Would you please transcribe, exactly as written, the lines of the entries below starting at the one that holds "the same batch." and ending at the one that holds "use super::*;", both included?

(Records from a dataset)

----

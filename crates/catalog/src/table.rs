// SPDX-License-Identifier: AGPL-3.0-or-later
// Copyright (c) 2025 ReifyDB

use std::{
	collections::HashMap,
	sync::{
		Arc,
		atomic::{AtomicU64, Ordering},
	},
};

use rowkey_codec::{IndexDef, IndexType, TableSchema};
use rowkey_core::{IndexId, Result, error::diagnostic::dictionary::DictionaryError, return_error};
use rowkey_store_single::WriteBatch;

use crate::{
	dict::{
		DdlEntryKey, DictKey, DictManager, PER_PARTITION_CF_FLAG, REVERSE_CF_FLAG,
		record::{INDEX_INFO_VERSION_LATEST, encode_ddl_entry},
	},
	name::TableName,
};

/// One table as registered in the catalog: its indexes in key order, the
/// primary key (possibly hidden) first.
#[derive(Debug)]
pub struct TableDef {
	name: String,
	schema: Arc<TableSchema>,
	indexes: Vec<Arc<IndexDef>>,
	auto_incr_val: AtomicU64,
	hidden_pk_val: AtomicU64,
}

impl TableDef {
	pub fn new(name: impl Into<String>, schema: Arc<TableSchema>, indexes: Vec<Arc<IndexDef>>) -> Self {
		Self {
			name: name.into(),
			schema,
			indexes,
			auto_incr_val: AtomicU64::new(0),
			hidden_pk_val: AtomicU64::new(0),
		}
	}

	/// Position in `schema.keys` of each index slot. The first slot is the
	/// primary key, `None` when it is hidden.
	pub fn key_order(schema: &TableSchema) -> Vec<Option<usize>> {
		let mut order = vec![schema.primary_key];
		order.extend(schema.secondary_keys().map(|(keyno, _)| Some(keyno)));
		order
	}

	pub fn name(&self) -> &str {
		&self.name
	}

	pub fn table_name(&self) -> TableName<'_> {
		TableName::parse(&self.name)
	}

	pub fn is_system_table(&self) -> bool {
		self.table_name().is_system_table()
	}

	pub fn schema(&self) -> &Arc<TableSchema> {
		&self.schema
	}

	pub fn indexes(&self) -> &[Arc<IndexDef>] {
		&self.indexes
	}

	pub fn index_ids(&self) -> Vec<IndexId> {
		self.indexes.iter().map(|index| index.id()).collect()
	}

	/// The index holding the rows, and the auto-increment value.
	pub fn primary(&self) -> Option<&Arc<IndexDef>> {
		self.indexes.iter().find(|index| index.index_type().is_primary())
	}

	pub fn index(&self, id: IndexId) -> Option<&Arc<IndexDef>> {
		self.indexes.iter().find(|index| index.id() == id)
	}

	pub fn index_by_name(&self, name: &str) -> Option<&Arc<IndexDef>> {
		self.indexes.iter().find(|index| index.name() == name)
	}

	pub fn has_hidden_pk(&self) -> bool {
		self.primary().is_some_and(|pk| pk.index_type() == IndexType::HiddenPrimary)
	}

	pub fn auto_incr_val(&self) -> u64 {
		self.auto_incr_val.load(Ordering::Relaxed)
	}

	/// Raises the auto-increment value to at least `value`.
	pub fn raise_auto_incr_val(&self, value: u64) {
		self.auto_incr_val.fetch_max(value, Ordering::Relaxed);
	}

	pub fn hidden_pk_val(&self) -> u64 {
		self.hidden_pk_val.load(Ordering::Relaxed)
	}

	/// Next row id for a table with a hidden primary key.
	pub fn next_hidden_pk_val(&self) -> u64 {
		self.hidden_pk_val.fetch_add(1, Ordering::Relaxed) + 1
	}

	pub fn raise_hidden_pk_val(&self, value: u64) {
		self.hidden_pk_val.fetch_max(value, Ordering::Relaxed);
	}

	/// The same indexes and counters under another name.
	pub fn renamed(&self, name: impl Into<String>) -> Self {
		Self {
			name: name.into(),
			schema: self.schema.clone(),
			indexes: self.indexes.clone(),
			auto_incr_val: AtomicU64::new(self.auto_incr_val()),
			hidden_pk_val: AtomicU64::new(self.hidden_pk_val()),
		}
	}

	/// A copy with a replaced index list, keeping the counters.
	pub fn with_indexes(&self, schema: Arc<TableSchema>, indexes: Vec<Arc<IndexDef>>) -> Self {
		Self {
			name: self.name.clone(),
			schema,
			indexes,
			auto_incr_val: AtomicU64::new(self.auto_incr_val()),
			hidden_pk_val: AtomicU64::new(self.hidden_pk_val()),
		}
	}

	pub fn ddl_key(&self) -> Vec<u8> {
		DdlEntryKey {
			name: self.name.clone(),
		}
		.encode()
	}

	/// Stages the DDL entry, the index infos and the column family flags of
	/// this table.
	pub fn put_dict(&self, dict: &DictManager, batch: &mut WriteBatch) -> Result<()> {
		let mut staged_flags = HashMap::new();
		for index in &self.indexes {
			put_index_dict(dict, batch, index, &mut staged_flags)?;
		}
		dict.put_key(batch, self.ddl_key(), encode_ddl_entry(&self.index_ids()));
		Ok(())
	}
}

/// Stages the index info of `index` and registers its column family. A
/// column family shared with different reverse-order flags is refused; the
/// per-partition flag is not compared. `staged_flags` carries flags staged
/// earlier in the same batch.
pub(crate) fn put_index_dict(
	dict: &DictManager,
	batch: &mut WriteBatch,
	index: &IndexDef,
	staged_flags: &mut HashMap<u32, u32>,
) -> Result<()> {
	let id = index.id();
	let mut flags = 0;
	if index.is_reverse_cf() {
		flags |= REVERSE_CF_FLAG;
	}
	if index.is_per_partition_cf() {
		flags |= PER_PARTITION_CF_FLAG;
	}

	let existing = match staged_flags.get(&id.cf_id) {
		Some(flags) => Some(*flags),
		None => dict.get_cf_flags(id.cf_id)?,
	};
	match existing {
		Some(existing) => {
			if existing & !PER_PARTITION_CF_FLAG != flags & !PER_PARTITION_CF_FLAG {
				return_error!(DictionaryError::CfFlagsConflict {
					cf_id: id.cf_id,
					existing,
					requested: flags,
				});
			}
		}
		None => {
			dict.add_cf_flags(batch, id.cf_id, flags);
			staged_flags.insert(id.cf_id, flags);
		}
	}

	let mut info = *index.info();
	info.dict_version = INDEX_INFO_VERSION_LATEST;
	dict.add_or_update_index_cf_mapping(batch, &info);
	Ok(())
}

#[cfg(test)]
mod tests {
	use rowkey_codec::{IndexInfo, format::SECONDARY_LATEST};
	use rowkey_store_single::KvStore;
	use rowkey_testing::fixtures::{hidden_pk_table, simple_table};

	use super::*;

	fn index(schema: &Arc<TableSchema>, keyno: Option<usize>, index_type: IndexType, id: IndexId) -> Arc<IndexDef> {
		let info = IndexInfo {
			id,
			dict_version: INDEX_INFO_VERSION_LATEST,
			index_type,
			kv_version: index_type.latest_format(),
			flags: 0,
			ttl_duration: 0,
		};
		Arc::new(IndexDef::new(info, keyno, schema.clone()))
	}

	fn simple() -> TableDef {
		let schema = Arc::new(simple_table("db.t"));
		let pk = index(&schema, Some(0), IndexType::Primary, IndexId::new(0, 256));
		let kb = index(&schema, Some(1), IndexType::Secondary, IndexId::new(0, 257));
		TableDef::new("db.t", schema, vec![pk, kb])
	}

	#[test]
	fn test_key_order() {
		assert_eq!(TableDef::key_order(&simple_table("db.t")), vec![Some(0), Some(1)]);
		assert_eq!(TableDef::key_order(&hidden_pk_table("db.h")), vec![None, Some(0)]);
	}

	#[test]
	fn test_lookups() {
		let table = simple();
		assert_eq!(table.primary().map(|pk| pk.id()), Some(IndexId::new(0, 256)));
		assert_eq!(table.index_by_name("kb").map(|kb| kb.id()), Some(IndexId::new(0, 257)));
		assert!(table.index(IndexId::new(0, 300)).is_none());
		assert!(!table.has_hidden_pk());
		assert_eq!(table.table_name().table, "t");
	}

	#[test]
	fn test_counters() {
		let table = simple();
		table.raise_auto_incr_val(10);
		table.raise_auto_incr_val(4);
		assert_eq!(table.auto_incr_val(), 10);
		assert_eq!(table.next_hidden_pk_val(), 1);
		assert_eq!(table.next_hidden_pk_val(), 2);

		let renamed = table.renamed("db.u");
		assert_eq!(renamed.name(), "db.u");
		assert_eq!(renamed.auto_incr_val(), 10);
		assert_eq!(renamed.hidden_pk_val(), 2);
		assert!(Arc::ptr_eq(&renamed.indexes()[1], &table.indexes()[1]));
	}

	#[test]
	fn test_put_dict() {
		let dict = DictManager::init(KvStore::memory()).unwrap();
		let table = simple();
		let mut batch = dict.begin();
		table.put_dict(&dict, &mut batch).unwrap();
		dict.commit(batch, false).unwrap();

		let stored = dict.get_value(&table.ddl_key()).unwrap().unwrap();
		assert_eq!(crate::dict::record::decode_ddl_entry(&stored).unwrap(), table.index_ids());
		let info = dict.get_index_info(IndexId::new(0, 257)).unwrap().unwrap();
		assert_eq!(info.kv_version, SECONDARY_LATEST);
	}

	#[test]
	fn test_put_dict_refuses_flag_conflict() {
		let dict = DictManager::init(KvStore::memory()).unwrap();
		let schema = Arc::new(simple_table("db.t"));
		let pk = index(&schema, Some(0), IndexType::Primary, IndexId::new(0, 256));
		let reverse = Arc::new(
			IndexDef::new(*index(&schema, Some(1), IndexType::Secondary, IndexId::new(0, 257)).info(), Some(1), schema.clone())
				.with_reverse_cf(true),
		);
		let table = TableDef::new("db.t", schema, vec![pk, reverse]);

		let mut batch = dict.begin();
		let err = table.put_dict(&dict, &mut batch).unwrap_err();
		assert_eq!(err.code(), "DICT_004");
	}

	#[test]
	fn test_per_partition_flag_is_not_compared() {
		let dict = DictManager::init(KvStore::memory()).unwrap();
		let schema = Arc::new(simple_table("db.t#P#p0"));
		let pk = Arc::new(
			IndexDef::new(*index(&schema, Some(0), IndexType::Primary, IndexId::new(0, 256)).info(), Some(0), schema.clone())
				.with_per_partition_cf(true),
		);
		let table = TableDef::new("db.t#P#p0", schema, vec![pk]);

		let mut batch = dict.begin();
		table.put_dict(&dict, &mut batch).unwrap();
	}
}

----

RESULT FOR THIS EXERCISE:
/// earlier in the same batch.
pub(crate) fn put_index_dict(
	dict: &DictManager,
	batch: &mut WriteBatch,
	index: &IndexDef,
	staged_flags: &mut HashMap<u32, u32>,
) -> Result<()> {
	let id = index.id();
	let mut flags = 0;
	if index.is_reverse_cf() {
		flags |= REVERSE_CF_FLAG;
	}
	if index.is_per_partition_cf() {
		flags |= PER_PARTITION_CF_FLAG;
	}

	let existing = match staged_flags.get(&id.cf_id) {
		Some(flags) => Some(*flags),
		None => dict.get_cf_flags(id.cf_id)?,
	};
	match existing {
		Some(existing) => {
			if existing & !PER_PARTITION_CF_FLAG != flags & !PER_PARTITION_CF_FLAG {
				return_error!(DictionaryError::CfFlagsConflict {
					cf_id: id.cf_id,
					existing,
					requested: flags,
				});
			}
		}
		None => {
			dict.add_cf_flags(batch, id.cf_id, flags);
			staged_flags.insert(id.cf_id, flags);
		}
	}

	let mut info = *index.info();
	info.dict_version = INDEX_INFO_VERSION_LATEST;
	dict.add_or_update_index_cf_mapping(batch, &info);
	Ok(())
}

#[cfg(test)]
mod tests {
	use rowkey_codec::{IndexInfo, format::SECONDARY_LATEST};
	use rowkey_store_single::KvStore;
	use rowkey_testing::fixtures::{hidden_pk_table, simple_table};

	use super::*;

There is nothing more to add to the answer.